No, No, No, and No!

It looks like someone over at the “daily web newspaper of the (non-existent) autism epidemic” is all worked up over people telling her the truth. In a weird blog post, an anti-vaccine activist asks 15 questions of us “vaccine bullies”. Go read them. Every answer, from me, is a resounding “NO”. The best question was number 14:

“If a parent has independently researched vaccines, possibly to a level that exceeds that of any healthcare practitioner they might see, and is confident that they have reached the best decision for their family, would you be okay with that parent exempting their children from vaccines?”

I needed a good laugh after this week. (Work gets rough as the cold and flu season picks up in the capital area.) People “doing their own research” “to a level that exceeds that of any healthcare practitioner they might see”? Please. The only way this is true is if they’re seeing a chiropractor.

And what’s with the whole “bully” thing? It is very obvious that this woman, who claims to be a vaccine expert, is not an expert in the English language. To bully is to “use superior strength or influence to intimidate (someone), typically to force him or her to do what one wants.” None of the people she calls out by name at the beginning of her blog post has ever done this. And she should be very careful. Accusing people online like that of something as serious as bullying leaves her open to all sorts of legal repercussions.

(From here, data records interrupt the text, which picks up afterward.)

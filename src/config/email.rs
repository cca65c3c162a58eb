use std::env;

#[derive(Clone, Debug)]
pub struct EmailConfig {
    pub enabled: bool,
    pub smtp_host: String,
    pub smtp_port: u16,
    pub smtp_username: String,
    pub smtp_password: String,
    pub from_email: String,
    pub from_name: String,
    pub frontend_url: String,
}

impl EmailConfig {
    pub fn from_env() -> Self {
        Self {
            enabled: env::var("SMTP_ENABLED")
                .map(|v| v.to_lowercase() == "true" || v == "1")
                .unwrap_or(false),
            smtp_host: env::var("SMTP_HOST").unwrap_or_else(|_| "localhost".to_string()),
            smtp_port: env::var("SMTP_PORT")
                .ok()
                .and_then(|s| s.parse().ok())
                .unwrap_or(1025),
            smtp_username: env::var("SMTP_USERNAME").unwrap_or_else(|_| "".to_string()),
            smtp_password: env::var("SMTP_PASSWORD").unwrap_or_else(|_| "".to_string()),
            from_email: env::var("FROM_EMAIL")
                .unwrap_or_else(|_| "noreply@coursedeck.io".to_string()),
            from_name: env::var("FROM_NAME").unwrap_or_else(|_| "Coursedeck".to_string()),
            frontend_url: env::var("FRONTEND_URL")
                .unwrap_or_else(|_| "http://localhost:5173".to_string()),
        }
    }
}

No, the bullies are the ones that try to get people fired instead of brining evidence. The bullies are the ones that call for a god to bring pain and suffering upon people who advocate for vaccination. Bullies are the ones that use death threats against vaccine researchers.

Bullies are not the ones who counter the lies with science.

Go read the comments to have a good laugh. My good friend is there:

“This is very good – it makes the point that these are people who are misbehaving in very unpleasant ways. It should not be that children have to be sacrificed for the alleged public good, and these people – with all their arrogant faux-rectitude and sarcasm – are trying to sweep the damage from public gaze. The day is getting closer when this revolting charade will be thoroughly exposed. They are just there to intimidate, confuse and bully.

It is quite clear with [this scientist] and [this lawyer], that whatever brief they hold their actual knowledge is extremely superficial and flawed.”

Oh, the false prophets telling us about “the day”.

As to why I’d respond “NO” to all of her questions, the reason is very simple. I am not a medical doctor. I am not a physician assistant. I am not even a nurse. I cannot tell you whether or not any of the medical questions you pose should allow you to be exempt or not. In my opinion, they shouldn’t. But it’s not for me to tell you this. It’s for your healthcare provider. The way I see it, you don’t have a constitutional right to be exempt. You don’t even have a religious one. You have no right to put us all at risk because of your idiotic world view.

The only way for an exemption is a real, measurable, medical exemption. Period. Otherwise, get out of my society.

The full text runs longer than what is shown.